Stored data
◇ ◇ ◇ ◇ ◇ ◇ ◇
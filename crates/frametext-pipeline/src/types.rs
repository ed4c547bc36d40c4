//! Shared types for the frametext conversion pipeline.

use serde::{Deserialize, Serialize};

use crate::edge::{EdgeKernel, EdgePolarity};
use crate::glyph::{AsciiFrame, GlyphRamp};
use crate::resample::ResampleFilter;

/// Re-export `GrayImage` so downstream crates can reference
/// intermediate raster data without depending on `image` directly.
pub use image::GrayImage;

/// Image dimensions in pixels.
#[derive(Debug, Clone, Copy, PartialEq, Eq, Serialize, Deserialize)]
pub struct Dimensions {
    /// Width in pixels.
    pub width: u32,
    /// Height in pixels.
    pub height: u32,
}

impl Dimensions {
    /// Dimensions of a grayscale image.
    #[must_use]
    pub fn of(image: &GrayImage) -> Self {
        Self {
            width: image.width(),
            height: image.height(),
        }
    }

    /// Total pixel count.
    #[must_use]
    pub const fn pixel_count(self) -> u64 {
        self.width as u64 * self.height as u64
    }
}

/// Configuration for the conversion pipeline.
///
/// Passed explicitly into every pipeline entry point. Missing fields
/// fall back to their defaults when deserializing, so a partial JSON
/// object such as `{"width": 80}` is a valid configuration.
///
/// Field invariants are checked by [`validate`](Self::validate), which
/// every entry point calls before doing any work.
#[derive(Debug, Clone, PartialEq, Serialize, Deserialize)]
#[serde(default)]
pub struct PipelineConfig {
    /// Target output width in characters.
    pub width: u32,

    /// Width/height correction applied when computing the output
    /// height. Character cells are taller than they are wide, so the
    /// default of 0.5 halves the row count.
    ///
    /// Must be finite and strictly positive.
    pub width_scale: f64,

    /// Glyphs ordered from darkest to lightest.
    pub ramp: GlyphRamp,

    /// Whether edges render dark on light or light on dark.
    pub polarity: EdgePolarity,

    /// Which 3x3 convolution kernel detects edges.
    pub edge_kernel: EdgeKernel,

    /// Resampling policy used when shrinking to the character grid.
    pub resample_filter: ResampleFilter,
}

impl PipelineConfig {
    /// Default output width in characters.
    pub const DEFAULT_WIDTH: u32 = 25;
    /// Default character-cell aspect correction.
    pub const DEFAULT_WIDTH_SCALE: f64 = 0.5;
    /// Default dark-to-light glyph ramp.
    pub const DEFAULT_RAMP: &'static str = GlyphRamp::STANDARD;
    /// Default edge polarity.
    pub const DEFAULT_POLARITY: EdgePolarity = EdgePolarity::DarkEdges;
    /// Default edge-detection kernel.
    pub const DEFAULT_EDGE_KERNEL: EdgeKernel = EdgeKernel::FindEdges;
    /// Default resampling filter.
    pub const DEFAULT_RESAMPLE_FILTER: ResampleFilter = ResampleFilter::Box;

    /// Check the configuration invariants.
    ///
    /// # Errors
    ///
    /// Returns [`PipelineError::InvalidConfig`] if `width_scale` is not
    /// a finite, strictly positive number or the ramp is empty. A zero
    /// `width` is reported by the resample stage as
    /// [`PipelineError::InvalidDimensions`].
    pub fn validate(&self) -> Result<(), PipelineError> {
        if !self.width_scale.is_finite() || self.width_scale <= 0.0 {
            return Err(PipelineError::InvalidConfig(format!(
                "width_scale must be finite and positive, got {}",
                self.width_scale,
            )));
        }
        if self.ramp.is_empty() {
            return Err(PipelineError::InvalidConfig(
                "glyph ramp must contain at least one character".to_string(),
            ));
        }
        Ok(())
    }
}

impl Default for PipelineConfig {
    fn default() -> Self {
        Self {
            width: Self::DEFAULT_WIDTH,
            width_scale: Self::DEFAULT_WIDTH_SCALE,
            ramp: GlyphRamp::default(),
            polarity: Self::DEFAULT_POLARITY,
            edge_kernel: Self::DEFAULT_EDGE_KERNEL,
            resample_filter: Self::DEFAULT_RESAMPLE_FILTER,
        }
    }
}

/// Result of running the pipeline with every intermediate preserved.
///
/// The batch driver uses `edges` to persist the optional
/// `edges_<name>` inspection image; everything else is available for
/// diagnostics and tests.
#[derive(Debug, Clone)]
pub struct StagedResult {
    /// Stage 1: decoded luminance image.
    pub luminance: GrayImage,
    /// Stage 2: polarity-adjusted edge image, border already cropped.
    pub edges: GrayImage,
    /// Stage 3: edge image resampled to the character grid.
    pub resampled: GrayImage,
    /// Stage 4: the rendered ASCII frame.
    pub frame: AsciiFrame,
    /// Source image dimensions in pixels.
    pub dimensions: Dimensions,
}

/// Errors that can occur during pipeline processing.
#[derive(Debug, thiserror::Error)]
pub enum PipelineError {
    /// Failed to decode the input image.
    #[error("failed to decode image: {0}")]
    ImageDecode(#[from] image::ImageError),

    /// The input image bytes were empty.
    #[error("input image data is empty")]
    EmptyInput,

    /// An image or target size is too small for the requested stage.
    #[error("invalid dimensions {width}x{height}: {reason}")]
    InvalidDimensions {
        /// Offending width.
        width: u32,
        /// Offending height.
        height: u32,
        /// Which constraint was violated.
        reason: &'static str,
    },

    /// Pipeline configuration is invalid.
    #[error("invalid pipeline configuration: {0}")]
    InvalidConfig(String),
}

#[cfg(test)]
#[allow(clippy::unwrap_used)]
mod tests {
    use super::*;

    #[test]
    fn pipeline_config_defaults() {
        let config = PipelineConfig::default();
        assert_eq!(config.width, 25);
        assert!((config.width_scale - 0.5).abs() < f64::EPSILON);
        assert_eq!(config.ramp.to_string(), "@%#*+=-:. ");
        assert_eq!(config.ramp.len(), 10);
        assert_eq!(config.polarity, EdgePolarity::DarkEdges);
        assert_eq!(config.edge_kernel, EdgeKernel::FindEdges);
        assert_eq!(config.resample_filter, ResampleFilter::Box);
    }

    #[test]
    fn default_config_is_valid() {
        assert!(PipelineConfig::default().validate().is_ok());
    }

    #[test]
    fn zero_width_scale_is_rejected() {
        let config = PipelineConfig {
            width_scale: 0.0,
            ..PipelineConfig::default()
        };
        assert!(matches!(
            config.validate(),
            Err(PipelineError::InvalidConfig(_))
        ));
    }

    #[test]
    fn negative_and_nan_width_scale_are_rejected() {
        for width_scale in [-0.5, f64::NAN, f64::INFINITY] {
            let config = PipelineConfig {
                width_scale,
                ..PipelineConfig::default()
            };
            assert!(
                matches!(config.validate(), Err(PipelineError::InvalidConfig(_))),
                "width_scale={width_scale} should be rejected",
            );
        }
    }

    #[test]
    fn dimensions_of_image() {
        let img = GrayImage::new(7, 3);
        let d = Dimensions::of(&img);
        assert_eq!(
            d,
            Dimensions {
                width: 7,
                height: 3
            }
        );
        assert_eq!(d.pixel_count(), 21);
    }

    // --- PipelineError tests ---

    #[test]
    fn error_empty_input_display() {
        let err = PipelineError::EmptyInput;
        assert_eq!(err.to_string(), "input image data is empty");
    }

    #[test]
    fn error_invalid_dimensions_display() {
        let err = PipelineError::InvalidDimensions {
            width: 2,
            height: 9,
            reason: "too small to crop",
        };
        assert_eq!(err.to_string(), "invalid dimensions 2x9: too small to crop");
    }

    #[test]
    fn error_invalid_config_display() {
        let err = PipelineError::InvalidConfig("empty ramp".to_string());
        assert_eq!(
            err.to_string(),
            "invalid pipeline configuration: empty ramp"
        );
    }

    // --- Serde ---

    #[test]
    fn pipeline_config_serde_round_trip() {
        let config = PipelineConfig {
            width: 80,
            width_scale: 0.45,
            ramp: GlyphRamp::new("#. ").unwrap(),
            polarity: EdgePolarity::LightEdges,
            edge_kernel: EdgeKernel::Sobel,
            resample_filter: ResampleFilter::Lanczos3,
        };
        let json = serde_json::to_string(&config).unwrap();
        let deserialized: PipelineConfig = serde_json::from_str(&json).unwrap();
        assert_eq!(config, deserialized);
    }

    #[test]
    fn partial_json_uses_defaults() {
        let config: PipelineConfig = serde_json::from_str(r#"{"width": 40}"#).unwrap();
        assert_eq!(config.width, 40);
        assert_eq!(config.ramp, GlyphRamp::default());
        assert_eq!(config.resample_filter, ResampleFilter::Box);
    }

    #[test]
    fn control_character_ramp_in_json_is_rejected() {
        let result: Result<PipelineConfig, _> = serde_json::from_str(r#"{"ramp": "@\n"}"#);
        assert!(result.is_err());
    }

    #[test]
    fn empty_ramp_in_json_is_rejected() {
        let result: Result<PipelineConfig, _> = serde_json::from_str(r#"{"ramp": ""}"#);
        assert!(result.is_err());
    }
}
◇ ◇ ◇ ◇ ◇ ◇ ◇
TASK DIRECTIONS: Whenever the word "GlyphRamp" shows up in a line of the entries, copy that line.

OUTPUT OF THE TASK:
use crate::glyph::{AsciiFrame, GlyphRamp};
    pub ramp: GlyphRamp,
    pub const DEFAULT_RAMP: &'static str = GlyphRamp::STANDARD;
            ramp: GlyphRamp::default(),
            ramp: GlyphRamp::new("#. ").unwrap(),
        assert_eq!(config.ramp, GlyphRamp::default());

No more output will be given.